**Brief**
Which lines below contain "actor"? Pull them out.

**Records for the exercise**
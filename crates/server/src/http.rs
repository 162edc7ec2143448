use std::sync::Arc;

use axum::extract::{Path, Query, State};
use axum::http::{HeaderMap, StatusCode};
use axum::response::{IntoResponse, Response};
use axum::routing::get;
use axum::{Json, Router};
use chrono::{DateTime, NaiveDate, Utc};
use sea_orm::DatabaseConnection;
use serde::Serialize;
use serde_json::json;
use service::contracts::{ContractUpdate, NewContract};
use service::search::SearchQuery;
use service::stats::ContractStats;
use service::{AccessScope, CurrentUser, ServiceError, SystemClock};
use tower_http::compression::CompressionLayer;
use tower_http::cors::{Any, CorsLayer};
use tower_http::trace::TraceLayer;
use uuid::Uuid;

use crate::auth::{authenticated_username, AuthConfig};

#[derive(Clone)]
pub struct AppState {
    pub db: Arc<DatabaseConnection>,
    pub auth: Arc<AuthConfig>,
}

pub fn app_router(state: AppState) -> Router {
    Router::new()
        .route("/healthz", get(|| async { "ok" }))
        .route(
            "/api/contracts",
            get(list_contracts).post(create_contract),
        )
        .route("/api/contracts/search", get(search_contracts))
        .route("/api/contracts/stats", get(contract_stats))
        .route("/api/contracts/status/{status}", get(list_by_status))
        .route(
            "/api/contracts/{id}",
            get(get_contract).put(update_contract).delete(delete_contract),
        )
        .route(
            "/api/contracts/{id}/manager/{manager_id}",
            axum::routing::put(assign_manager),
        )
        .route(
            "/api/contracts/{id}/collaborators",
            get(get_collaborators).put(set_collaborators),
        )
        .route("/api/contracts/{id}/history", get(contract_history))
        .route("/api/history", get(all_history))
        .layer(CompressionLayer::new())
        .layer(TraceLayer::new_for_http())
        .layer(
            CorsLayer::new()
                .allow_origin(Any)
                .allow_methods(Any)
                .allow_headers(Any),
        )
        .with_state(state)
}

pub struct ApiError(ServiceError);

impl From<ServiceError> for ApiError {
    fn from(err: ServiceError) -> Self {
        ApiError(err)
    }
}

impl IntoResponse for ApiError {
    fn into_response(self) -> Response {
        let (status, message) = match &self.0 {
            ServiceError::ContractNotFound(_)
            | ServiceError::ManagerNotFound(_)
            | ServiceError::UserNotFound(_) => (StatusCode::NOT_FOUND, self.0.to_string()),
            ServiceError::IdentityNotFound => (StatusCode::UNAUTHORIZED, self.0.to_string()),
            ServiceError::AccessDenied => (StatusCode::FORBIDDEN, self.0.to_string()),
            ServiceError::DuplicateContractNumber(_) => (StatusCode::CONFLICT, self.0.to_string()),
            ServiceError::BusinessAreaNotFound(_) | ServiceError::InvalidStatus(_) => {
                (StatusCode::BAD_REQUEST, self.0.to_string())
            }
            ServiceError::Db(err) => {
                tracing::error!("database error: {err}");
                (StatusCode::INTERNAL_SERVER_ERROR, "internal error".into())
            }
        };
        (status, Json(json!({ "error": message }))).into_response()
    }
}

async fn current_user(state: &AppState, headers: &HeaderMap) -> Result<CurrentUser, ApiError> {
    let username = authenticated_username(headers, &state.auth);
    Ok(service::scope::resolve_current_user(state.db.as_ref(), username.as_deref()).await?)
}

async fn caller_scope(state: &AppState, headers: &HeaderMap) -> Result<AccessScope, ApiError> {
    Ok(current_user(state, headers).await?.scope())
}

fn parse_status(raw: &str) -> Result<entity::contract::Status, ApiError> {
    raw.parse()
        .map_err(|_| ApiError(ServiceError::InvalidStatus(raw.to_string())))
}

#[derive(Serialize)]
struct ContractDto {
    id: Uuid,
    contract_number: String,
    customer_name: String,
    wbs_code: Option<String>,
    project_name: Option<String>,
    business_area_id: Uuid,
    manager_id: Option<Uuid>,
    start_date: NaiveDate,
    end_date: Option<NaiveDate>,
    status: &'static str,
    created_at: DateTime<Utc>,
}

impl From<entity::contract::Model> for ContractDto {
    fn from(model: entity::contract::Model) -> Self {
        Self {
            id: model.id,
            contract_number: model.contract_number,
            customer_name: model.customer_name,
            wbs_code: model.wbs_code,
            project_name: model.project_name,
            business_area_id: model.business_area_id,
            manager_id: model.manager_id,
            start_date: model.start_date,
            end_date: model.end_date,
            status: model.status.as_str(),
            created_at: model.created_at.into(),
        }
    }
}

#[derive(Serialize)]
struct HistoryDto {
    id: Uuid,
    contract_id: Uuid,
    previous_status: &'static str,
    new_status: &'static str,
    modified_by: Uuid,
    modification_date: DateTime<Utc>,
}

impl From<entity::contract_history::Model> for HistoryDto {
    fn from(model: entity::contract_history::Model) -> Self {
        Self {
            id: model.id,
            contract_id: model.contract_id,
            previous_status: model.previous_status.as_str(),
            new_status: model.new_status.as_str(),
            modified_by: model.modified_by,
            modification_date: model.modification_date.into(),
        }
    }
}

#[derive(Serialize)]
struct PageDto {
    items: Vec<ContractDto>,
    total: u64,
    page: u64,
    size: u64,
}

async fn create_contract(
    State(state): State<AppState>,
    headers: HeaderMap,
    Json(input): Json<NewContract>,
) -> Result<(StatusCode, Json<ContractDto>), ApiError> {
    current_user(&state, &headers).await?;
    let created = service::contracts::create_contract(state.db.as_ref(), input).await?;
    Ok((StatusCode::CREATED, Json(created.into())))
}

async fn get_contract(
    State(state): State<AppState>,
    Path(id): Path<Uuid>,
) -> Result<Json<ContractDto>, ApiError> {
    let found = service::contracts::get_contract(state.db.as_ref(), id).await?;
    Ok(Json(found.into()))
}

async fn update_contract(
    State(state): State<AppState>,
    headers: HeaderMap,
    Path(id): Path<Uuid>,
    Json(input): Json<ContractUpdate>,
) -> Result<Json<ContractDto>, ApiError> {
    let actor = current_user(&state, &headers).await?;
    let updated = service::contracts::update_contract(state.db.as_ref(), id, input, &actor).await?;
    Ok(Json(updated.into()))
}

async fn delete_contract(
    State(state): State<AppState>,
    Path(id): Path<Uuid>,
) -> Result<StatusCode, ApiError> {
    service::contracts::delete_contract(state.db.as_ref(), id).await?;
    Ok(StatusCode::NO_CONTENT)
}

async fn list_contracts(
    State(state): State<AppState>,
    headers: HeaderMap,
) -> Result<Json<Vec<ContractDto>>, ApiError> {
    let scope = caller_scope(&state, &headers).await?;
    let found = service::contracts::list_contracts(state.db.as_ref(), scope).await?;
    Ok(Json(found.into_iter().map(Into::into).collect()))
}

async fn list_by_status(
    State(state): State<AppState>,
    headers: HeaderMap,
    Path(status): Path<String>,
) -> Result<Json<Vec<ContractDto>>, ApiError> {
    let scope = caller_scope(&state, &headers).await?;
    let status = parse_status(&status)?;
    let found = service::contracts::list_by_status(state.db.as_ref(), status, scope).await?;
    Ok(Json(found.into_iter().map(Into::into).collect()))
}

async fn search_contracts(
    State(state): State<AppState>,
    headers: HeaderMap,
    Query(query): Query<SearchQuery>,
) -> Result<Json<PageDto>, ApiError> {
    let scope = caller_scope(&state, &headers).await?;
    let page = service::search::search_contracts(state.db.as_ref(), query, scope).await?;
    Ok(Json(PageDto {
        items: page.items.into_iter().map(Into::into).collect(),
        total: page.total,
        page: page.page,
        size: page.size,
    }))
}

async fn contract_stats(
    State(state): State<AppState>,
) -> Result<Json<ContractStats>, ApiError> {
    let stats = service::stats::contract_stats(state.db.as_ref(), &SystemClock).await?;
    Ok(Json(stats))
}

async fn assign_manager(
    State(state): State<AppState>,
    headers: HeaderMap,
    Path((id, manager_id)): Path<(Uuid, Uuid)>,
) -> Result<Json<ContractDto>, ApiError> {
    current_user(&state, &headers).await?;
    let updated = service::contracts::assign_manager(state.db.as_ref(), id, manager_id).await?;
    Ok(Json(updated.into()))
}

async fn get_collaborators(
    State(state): State<AppState>,
    Path(id): Path<Uuid>,
) -> Result<Json<Vec<Uuid>>, ApiError> {
    let ids = service::collaborators::get_collaborators(state.db.as_ref(), id).await?;
    Ok(Json(ids))
}

async fn set_collaborators(
    State(state): State<AppState>,
    headers: HeaderMap,
    Path(id): Path<Uuid>,
    Json(manager_ids): Json<Vec<Uuid>>,
) -> Result<StatusCode, ApiError> {
    current_user(&state, &headers).await?;
    service::collaborators::set_collaborators(state.db.as_ref(), id, &manager_ids).await?;
    Ok(StatusCode::NO_CONTENT)
}

async fn contract_history(
    State(state): State<AppState>,
    headers: HeaderMap,
    Path(id): Path<Uuid>,
) -> Result<Json<Vec<HistoryDto>>, ApiError> {
    let scope = caller_scope(&state, &headers).await?;
    let rows = service::history::get_history(state.db.as_ref(), Some(id), scope).await?;
    Ok(Json(rows.into_iter().map(Into::into).collect()))
}

async fn all_history(
    State(state): State<AppState>,
    headers: HeaderMap,
) -> Result<Json<Vec<HistoryDto>>, ApiError> {
    let scope = caller_scope(&state, &headers).await?;
    let rows = service::history::get_history(state.db.as_ref(), None, scope).await?;
    Ok(Json(rows.into_iter().map(Into::into).collect()))
}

**The answer**
    let actor = current_user(&state, &headers).await?;
    let updated = service::contracts::update_contract(state.db.as_ref(), id, input, &actor).await?;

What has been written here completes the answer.